ネイチャーポジティブ(自然再興)とは、人類の経済活動が自然や生物多様性に与える負の影響を抑制するとともに、すでに損なわれた生態系や生物多様性を回復・再生させることを目指す概念です。ネイチャーポジティブの背景や生物多様性との関連、国際的な取組みや日本政府の戦略、さらに企業と地域社会の役割について詳しく解説します。企業や地域社会が連携して自然環境の保全に取り組むことが、持続可能な未来への鍵となります。
ネイチャーポジティブとは?背景や生物多様性との関連
ネイチャーポジティブ(自然再興)とは
ネイチャーポジティブとは、人類の経済活動が自然や生物多様性に与える負の影響を抑制し、回復軌道にのせることを目指す概念です。具体的には、生物多様性の損失を止め、生態系を健全な状態に戻すことを意味します。

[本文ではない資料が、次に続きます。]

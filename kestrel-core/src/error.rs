//! Errors in the library.
use thiserror::Error;

/// Errors in the library.
#[derive(Error, Debug, PartialEq)]
pub enum KestrelError {
    /// More transitions were requested than the buffer currently holds.
    #[error("Insufficient samples: requested {requested}, but only {available} stored")]
    InsufficientSamples {
        /// Requested batch size.
        requested: usize,
        /// Number of transitions in the buffer.
        available: usize,
    },

    /// Replay buffer capacity must be positive.
    #[error("Invalid replay buffer capacity: {0}")]
    InvalidCapacity(usize),

    /// The lock of a shared replay buffer was poisoned by a panicking holder.
    #[error("Replay buffer lock poisoned")]
    LockPoisoned,

    /// Record key error.
    #[error("Record key error: {0}")]
    RecordKeyError(String),

    /// Record value type error.
    #[error("Record value type error: {0}")]
    RecordValueTypeError(String),
}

この考え方は、地球の持続可能性を確保するために不可欠であり、近年、国際社会で重要視されています。
2019年に発表されたIPBES(生物多様性及び生態系サービスに関する政府間科学政策プラットフォーム)の報告書では、現在の地球における生物の絶滅速度は過去1,000万年間の平均速度の数百倍に達しているとされています。

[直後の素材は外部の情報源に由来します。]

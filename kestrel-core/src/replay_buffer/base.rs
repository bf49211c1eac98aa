use super::{ReplayBufferConfig, Transition};
use crate::{ExperienceBufferBase, KestrelError, ReplayBufferBase};
use anyhow::Result;
use log::trace;
use rand::{rngs::StdRng, seq::index, Rng, SeedableRng};

/// A bounded replay buffer with FIFO eviction.
///
/// Transitions live in an arena of at most `capacity` slots. `i` is the write
/// cursor: the slot overwritten by the next push once the arena is full, which
/// is also the slot of the oldest retained transition.
pub struct ReplayBuffer<S> {
    /// Maximum number of transitions that can be stored.
    capacity: usize,

    /// Current insertion index.
    i: usize,

    /// Storage of transitions, grows up to `capacity` and is then reused.
    slots: Vec<Transition<S>>,

    /// Random number generator for sampling.
    rng: StdRng,
}

impl<S> ReplayBuffer<S> {
    /// Creates an empty buffer.
    ///
    /// Fails with [`KestrelError::InvalidCapacity`] if `config.capacity` is zero.
    pub fn build(config: &ReplayBufferConfig) -> Result<Self, KestrelError> {
        if config.capacity == 0 {
            return Err(KestrelError::InvalidCapacity(config.capacity));
        }

        Ok(Self {
            capacity: config.capacity,
            i: 0,
            slots: Vec::with_capacity(config.capacity),
            rng: StdRng::seed_from_u64(config.seed),
        })
    }

    /// Appends a transition, discarding the oldest one if the buffer is full.
    pub fn push(&mut self, tr: Transition<S>) {
        if self.slots.len() < self.capacity {
            self.slots.push(tr);
        } else {
            self.slots[self.i] = tr;
        }
        self.i = (self.i + 1) % self.capacity;
    }

    /// Returns the number of stored transitions.
    pub fn len(&self) -> usize {
        self.slots.len()
    }

    /// Returns `true` if no transition is stored.
    pub fn is_empty(&self) -> bool {
        self.slots.is_empty()
    }

    /// Returns the maximum number of retained transitions.
    pub fn capacity(&self) -> usize {
        self.capacity
    }

    /// Returns `true` if the next push evicts a transition.
    pub fn is_full(&self) -> bool {
        self.slots.len() == self.capacity
    }

    /// Removes all transitions. The capacity and the random state are kept.
    pub fn clear(&mut self) {
        self.slots.clear();
        self.i = 0;
    }

    /// Iterates over the stored transitions from the oldest to the newest.
    pub fn iter(&self) -> impl Iterator<Item = &Transition<S>> + '_ {
        // Before the first wrap the oldest slot is 0, afterwards it is the cursor.
        let start = if self.is_full() { self.i } else { 0 };
        self.slots[start..].iter().chain(self.slots[..start].iter())
    }

    /// Draws `size` distinct transitions uniformly at random with the given generator.
    ///
    /// The order of the returned transitions is unspecified.
    pub fn sample_with<R: Rng + ?Sized>(
        &self,
        size: usize,
        rng: &mut R,
    ) -> Result<Vec<&Transition<S>>, KestrelError> {
        let ixs = sample_indices(rng, self.len(), size)?;
        Ok(ixs.into_iter().map(|ix| &self.slots[ix]).collect())
    }
}

impl<S: Clone> ReplayBuffer<S> {
    /// Draws `size` distinct transitions uniformly at random.
    ///
    /// Fails with [`KestrelError::InsufficientSamples`] if `size` exceeds [`len`](Self::len).
    pub fn sample(&mut self, size: usize) -> Result<Vec<Transition<S>>, KestrelError> {
        let ixs = sample_indices(&mut self.rng, self.slots.len(), size)?;
        Ok(ixs.into_iter().map(|ix| self.slots[ix].clone()).collect())
    }
}

fn sample_indices<R: Rng + ?Sized>(
    rng: &mut R,
    len: usize,
    size: usize,
) -> Result<Vec<usize>, KestrelError> {
    if size > len {
        return Err(KestrelError::InsufficientSamples {
            requested: size,
            available: len,
        });
    }
    trace!("Sample {} of {} transitions", size, len);
    Ok(index::sample(rng, len, size).into_vec())
}

impl<S> ExperienceBufferBase for ReplayBuffer<S> {
    type Item = Transition<S>;

    fn push(&mut self, tr: Self::Item) -> Result<()> {
        ReplayBuffer::push(self, tr);
        Ok(())
    }

    fn len(&self) -> usize {
        ReplayBuffer::len(self)
    }
}

impl<S: Clone> ReplayBufferBase for ReplayBuffer<S> {
    type Config = ReplayBufferConfig;
    type Batch = Vec<Transition<S>>;

    fn build(config: &Self::Config) -> Result<Self> {
        Ok(ReplayBuffer::build(config)?)
    }

    fn batch(&mut self, size: usize) -> Result<Self::Batch> {
        Ok(self.sample(size)?)
    }
}

#[cfg(test)]
mod tests {
    use super::*;
    use std::collections::HashSet;

    fn buffer(capacity: usize) -> ReplayBuffer<i32> {
        let config = ReplayBufferConfig::default().capacity(capacity).seed(1);
        ReplayBuffer::build(&config).unwrap()
    }

    fn tr(s: i32) -> Transition<i32> {
        Transition::new(s, s as usize % 4, Some(s + 1), s as f32)
    }

    fn states(buffer: &ReplayBuffer<i32>) -> Vec<i32> {
        buffer.iter().map(|tr| *tr.state()).collect()
    }

    #[test]
    fn test_zero_capacity() {
        let config = ReplayBufferConfig::default().capacity(0);
        assert_eq!(
            ReplayBuffer::<i32>::build(&config).err(),
            Some(KestrelError::InvalidCapacity(0))
        );
    }

    #[test]
    fn test_push_below_capacity() {
        let mut buffer = buffer(5);
        assert!(buffer.is_empty());
        (0..3).for_each(|s| buffer.push(tr(s)));
        assert_eq!(buffer.len(), 3);
        assert!(!buffer.is_full());
        assert_eq!(states(&buffer), vec![0, 1, 2]);
    }

    #[test]
    fn test_fifo_eviction() {
        let mut buffer = buffer(4);
        for s in 0..11 {
            buffer.push(tr(s));
            assert!(buffer.len() <= 4);
        }
        assert_eq!(buffer.len(), 4);
        assert_eq!(states(&buffer), vec![7, 8, 9, 10]);
    }

    #[test]
    fn test_eviction_at_exact_wrap() {
        let mut buffer = buffer(3);
        (0..6).for_each(|s| buffer.push(tr(s)));
        assert_eq!(states(&buffer), vec![3, 4, 5]);
        buffer.push(tr(6));
        assert_eq!(states(&buffer), vec![4, 5, 6]);
    }

    #[test]
    fn test_sample_distinct_members() {
        let mut buffer = buffer(10);
        (0..25).for_each(|s| buffer.push(tr(s)));
        let contents: HashSet<i32> = states(&buffer).into_iter().collect();

        for _ in 0..50 {
            let batch = buffer.sample(7).unwrap();
            let sampled: HashSet<i32> = batch.iter().map(|tr| *tr.state()).collect();
            assert_eq!(batch.len(), 7);
            assert_eq!(sampled.len(), 7);
            assert!(sampled.is_subset(&contents));
        }
    }

    #[test]
    fn test_sample_whole_population() {
        let mut buffer = buffer(5);
        (0..5).for_each(|s| buffer.push(tr(s)));
        let mut sampled: Vec<i32> = buffer
            .sample(5)
            .unwrap()
            .iter()
            .map(|tr| *tr.state())
            .collect();
        sampled.sort();
        assert_eq!(sampled, vec![0, 1, 2, 3, 4]);
    }

    #[test]
    fn test_sample_zero() {
        let mut buffer = buffer(2);
        assert!(buffer.sample(0).unwrap().is_empty());
    }

    #[test]
    fn test_insufficient_samples() {
        let mut buffer = buffer(8);
        (0..3).for_each(|s| buffer.push(tr(s)));
        assert_eq!(
            buffer.sample(4).err(),
            Some(KestrelError::InsufficientSamples {
                requested: 4,
                available: 3
            })
        );
        // A failed sample does not change the contents.
        assert_eq!(states(&buffer), vec![0, 1, 2]);
    }

    #[test]
    fn test_sample_covers_population() {
        // Separate calls draw from the full population each time.
        let mut buffer = buffer(6);
        (0..6).for_each(|s| buffer.push(tr(s)));
        let mut seen = HashSet::new();
        for _ in 0..200 {
            for tr in buffer.sample(1).unwrap() {
                seen.insert(*tr.state());
            }
        }
        assert_eq!(seen.len(), 6);
    }

    #[test]
    fn test_sample_with_external_rng() {
        let mut buffer = buffer(4);
        (0..4).for_each(|s| buffer.push(tr(s)));
        let mut rng1 = StdRng::seed_from_u64(3);
        let mut rng2 = StdRng::seed_from_u64(3);
        let b1: Vec<i32> = buffer
            .sample_with(3, &mut rng1)
            .unwrap()
            .iter()
            .map(|tr| *tr.state())
            .collect();
        let b2: Vec<i32> = buffer
            .sample_with(3, &mut rng2)
            .unwrap()
            .iter()
            .map(|tr| *tr.state())
            .collect();
        assert_eq!(b1, b2);
    }

    #[test]
    fn test_clear() {
        let mut buffer = buffer(2);
        (0..5).for_each(|s| buffer.push(tr(s)));
        buffer.clear();
        assert!(buffer.is_empty());
        assert_eq!(buffer.capacity(), 2);
        buffer.push(tr(9));
        assert_eq!(states(&buffer), vec![9]);
    }
}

ネイチャーポジティブは、森林再生、湿地復元、海洋保護区の設定等、多様な活動を通じて実現されます。重要なのは、これらの活動が、地域社会のニーズと調和し、経済的な利益も生み出すように設計されることです。
また、ネイチャーポジティブは、国際的な目標としても位置づけられています。特に、2020年を基準として、2030年までにネイチャーポジティブを実現することが、昆明・モントリオール生物多様性枠組で定められた「2050年ビジョン」を達成するために重要とされています。この「2050年ビジョン」は、すべての人に必要な利益を提供しつつ、生態系サービスを維持するために、地球規模で生物多様性を守ることが求められています。
なぜネイチャーポジティブに取り組むのか
世界中で進行する生態系の劣化や気候変動は、私たちの生活に多大な影響を及ぼしています。そのため、持続可能な社会の実現に向けた取組みが急務となっています。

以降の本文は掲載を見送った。